Premium-Rate Number Scam
A fraud that tricks victims into calling or staying connected to phone numbers that charge significantly above standard rates, generating profit for the scammer.
Also known as: premium number scam, 09 number fraud, 900 number fraud
Last reviewed: 1 June 2026
Premium-rate telephone numbers charge callers well above the standard per-minute rate — in some jurisdictions several pounds or dollars per minute — with a portion of that revenue flowing to the number's owner. Scammers obtain premium-rate number licences and then create pretexts to drive calls to them: fake competition prize lines, bogus customer service numbers, counterfeit utility helplines, or social engineering calls that put victims on hold.
The deception often involves a façade of legitimacy. Victims may be told they have won a prize but must call to claim it, that their utilities account has a problem requiring a call to a specialist line, or that a parcel is held and requires a phone call to arrange delivery. Each minute spent on hold or navigating a fake menu system generates income for the fraudster.

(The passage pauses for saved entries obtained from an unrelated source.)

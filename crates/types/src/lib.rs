pub mod ids;

pub use ids::ElementId;
mod common;

use common::fixtures::*;
use common::TestResult;
use placard::{Content, Dimension, ElementId, ElementType, Position, SchemaValidationError};
use serde_json::json;

#[test]
fn test_builtin_content() {
    let _ = env_logger::builder().is_test(true).try_init();

    let content = Content::builtin();
    assert_eq!(content.len(), 1);

    let backdrop = &content[0];
    assert_eq!(backdrop.element_id.as_str(), "678451367");
    assert_eq!(backdrop.element_name, "Element 1");
    assert_eq!(backdrop.element_type, ElementType::Div);
    assert_eq!(backdrop.position, Position::Fixed);
    assert_eq!(backdrop.z_index, 1);
    assert_eq!(backdrop.top(), Dimension::px(0.0));
    assert_eq!(backdrop.left(), Dimension::px(0.0));
    assert_eq!(backdrop.width(), Dimension::percent(100.0));
    assert_eq!(backdrop.height(), Dimension::percent(100.0));
    assert_eq!(backdrop.background_color.as_deref(), Some("#000"));
    assert!(backdrop.inner_text.is_none());
    assert!(backdrop.background_image.is_none());
    assert!(backdrop.opacity.is_none());
}

#[test]
fn test_builtin_wire_form() -> TestResult {
    let serialized = serde_json::to_value(Content::builtin())?;
    assert_eq!(
        serialized,
        json!([{
            "elementId": "678451367",
            "elementName": "Element 1",
            "elementType": "div",
            "position": "fixed",
            "zIndex": 1,
            "top": "0px",
            "left": "0px",
            "width": "100%",
            "height": "100%",
            "backgroundColor": "#000"
        }])
    );
    Ok(())
}

#[test]
fn test_from_json_str() -> TestResult {
    let _ = env_logger::builder().is_test(true).try_init();

    let json = serde_json::to_string(&json!([minimal_element(), full_element()]))?;
    let content = Content::from_json_str(&json)?;

    assert_eq!(content.len(), 2);
    // Order is preserved.
    assert_eq!(content[0].element_id.as_str(), "1");
    assert_eq!(content[1].element_id.as_str(), "hero-banner");

    let banner = content.get(&ElementId::new("hero-banner")).unwrap();
    assert_eq!(banner.inner_text.as_deref(), Some("Welcome"));
    Ok(())
}

#[test]
fn test_from_json_str_rejects_malformed_element() {
    let json = serde_json::to_string(&json!([
        minimal_element(),
        element_with("top", json!("10"))
    ]))
    .unwrap();
    let err = Content::from_json_str(&json).unwrap_err();
    assert!(matches!(err, SchemaValidationError::Json(_)));
}

#[test]
fn test_duplicate_ids_rejected_on_load() {
    let json = serde_json::to_string(&json!([minimal_element(), minimal_element()])).unwrap();
    let err = Content::from_json_str(&json).unwrap_err();
    assert!(matches!(
        err,
        SchemaValidationError::DuplicateElementId(ref id) if id.as_str() == "1"
    ));
}

#[test]
fn test_from_json_value() -> TestResult {
    let content = Content::from_json_value(json!([full_element()]))?;
    assert_eq!(content.len(), 1);
    assert!(!content.is_empty());
    Ok(())
}

#[test]
fn test_iteration() -> TestResult {
    let content = Content::from_json_value(json!([minimal_element(), full_element()]))?;

    let names: Vec<&str> = content.iter().map(|e| e.element_name.as_str()).collect();
    assert_eq!(names, ["A", "Hero banner"]);

    let mut count = 0;
    for element in &content {
        assert!(!element.element_id.as_str().is_empty());
        count += 1;
    }
    assert_eq!(count, content.elements().len());
    Ok(())
}
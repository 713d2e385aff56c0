//! Newtype wrapper for element identifiers
//!
//! Identifiers are free-form strings; the newtype keeps them from being
//! mixed up with other string data (names, colors, text content).

use serde::{Deserialize, Deserializer, Serialize, Serializer};
use std::fmt;
use std::hash::Hash;
use std::sync::Arc;

/// An identifier for a content element
#[derive(Debug, Clone, Eq, PartialEq, Hash)]
pub struct ElementId(Arc<str>);

impl ElementId {
    /// Creates a new ElementId from a string
    pub fn new(id: impl Into<Arc<str>>) -> Self {
        Self(id.into())
    }

    /// Returns the string representation of this element ID
    pub fn as_str(&self) -> &str {
        &self.0
    }
}

impl From<String> for ElementId {
    fn from(s: String) -> Self {
        Self(s.into())
    }
}

impl From<&str> for ElementId {
    fn from(s: &str) -> Self {
        Self(s.into())
    }
}

impl From<Arc<str>> for ElementId {
    fn from(s: Arc<str>) -> Self {
        Self(s)
    }
}

impl AsRef<str> for ElementId {
    fn as_ref(&self) -> &str {
        &self.0
    }
}

impl fmt::Display for ElementId {
    fn fmt(&self, f: &mut fmt::Formatter<'_>) -> fmt::Result {
        write!(f, "{}", self.0)
    }
}

impl Serialize for ElementId {
    fn serialize<S>(&self, serializer: S) -> Result<S::Ok, S::Error>
    where
        S: Serializer,
    {
        serializer.serialize_str(&self.0)
    }
}

impl<'de> Deserialize<'de> for ElementId {
    fn deserialize<D>(deserializer: D) -> Result<Self, D::Error>
    where
        D: Deserializer<'de>,
    {
        let s = String::deserialize(deserializer)?;
        Ok(Self(s.into()))
    }
}
//! The content set: an ordered, immutable sequence of elements with
//! unique ids, plus the built-in set baked into the library.

use crate::element::{Element, ElementType};
use crate::error::SchemaValidationError;
use once_cell::sync::Lazy;
use placard_style::Frame;
use placard_types::ElementId;
use serde::{Serialize, Serializer};
use serde_json::Value;
use std::collections::HashMap;
use std::ops::Index;

/// An ordered set of elements. Once built it is read-only; there is no
/// insertion, mutation, or removal.
#[derive(Debug, Clone, Default)]
pub struct Content {
    elements: Vec<Element>,
    by_id: HashMap<ElementId, usize>,
}

impl Content {
    /// Builds a content set, rejecting duplicate element ids.
    pub fn new(elements: Vec<Element>) -> Result<Self, SchemaValidationError> {
        let mut by_id = HashMap::with_capacity(elements.len());
        for (idx, element) in elements.iter().enumerate() {
            if by_id.insert(element.element_id.clone(), idx).is_some() {
                return Err(SchemaValidationError::DuplicateElementId(
                    element.element_id.clone(),
                ));
            }
        }
        Ok(Self { elements, by_id })
    }

    /// Loads a content set from a JSON array of element records.
    pub fn from_json_str(json: &str) -> Result<Self, SchemaValidationError> {
        let elements: Vec<Element> = serde_json::from_str(json)?;
        log::debug!("Loaded {} element(s) from JSON content", elements.len());
        Self::new(elements)
    }

    /// Loads a content set from an already-parsed JSON value.
    pub fn from_json_value(value: Value) -> Result<Self, SchemaValidationError> {
        let elements: Vec<Element> = serde_json::from_value(value)?;
        Self::new(elements)
    }

    /// Returns the built-in content set shipped with the library.
    ///
    /// Initialized once; safe to read from any thread.
    pub fn builtin() -> &'static Content {
        &BUILTIN
    }

    pub fn len(&self) -> usize {
        self.elements.len()
    }

    pub fn is_empty(&self) -> bool {
        self.elements.is_empty()
    }

    pub fn iter(&self) -> std::slice::Iter<'_, Element> {
        self.elements.iter()
    }

    /// Looks up an element by its id.
    pub fn get(&self, id: &ElementId) -> Option<&Element> {
        self.by_id.get(id).map(|&idx| &self.elements[idx])
    }

    pub fn elements(&self) -> &[Element] {
        &self.elements
    }
}

impl Index<usize> for Content {
    type Output = Element;

    fn index(&self, index: usize) -> &Element {
        &self.elements[index]
    }
}

impl<'a> IntoIterator for &'a Content {
    type Item = &'a Element;
    type IntoIter = std::slice::Iter<'a, Element>;

    fn into_iter(self) -> Self::IntoIter {
        self.elements.iter()
    }
}

impl Serialize for Content {
    fn serialize<S>(&self, serializer: S) -> Result<S::Ok, S::Error>
    where
        S: Serializer,
    {
        self.elements.serialize(serializer)
    }
}

/// The single full-viewport backdrop element shipped as built-in content.
static BUILTIN: Lazy<Content> = Lazy::new(|| {
    let mut backdrop = Element::new(
        "678451367",
        "Element 1",
        ElementType::Div,
        1,
        Frame::viewport(),
    );
    backdrop.background_color = Some("#000".to_string());
    Content::new(vec![backdrop]).expect("built-in content has unique ids")
});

Regulatory bodies like Ofcom in the UK cap rates and require disclosure, but scammers use jurisdictions with weaker rules or obtain numbers through intermediaries. Victims should always verify customer service numbers through the official organisation's website, and be cautious of any number presented in an unsolicited communication.
Examples
- An email claims the recipient has won a holiday and must call a number starting 09 to claim; the call costs several pounds per minute and nobody answers.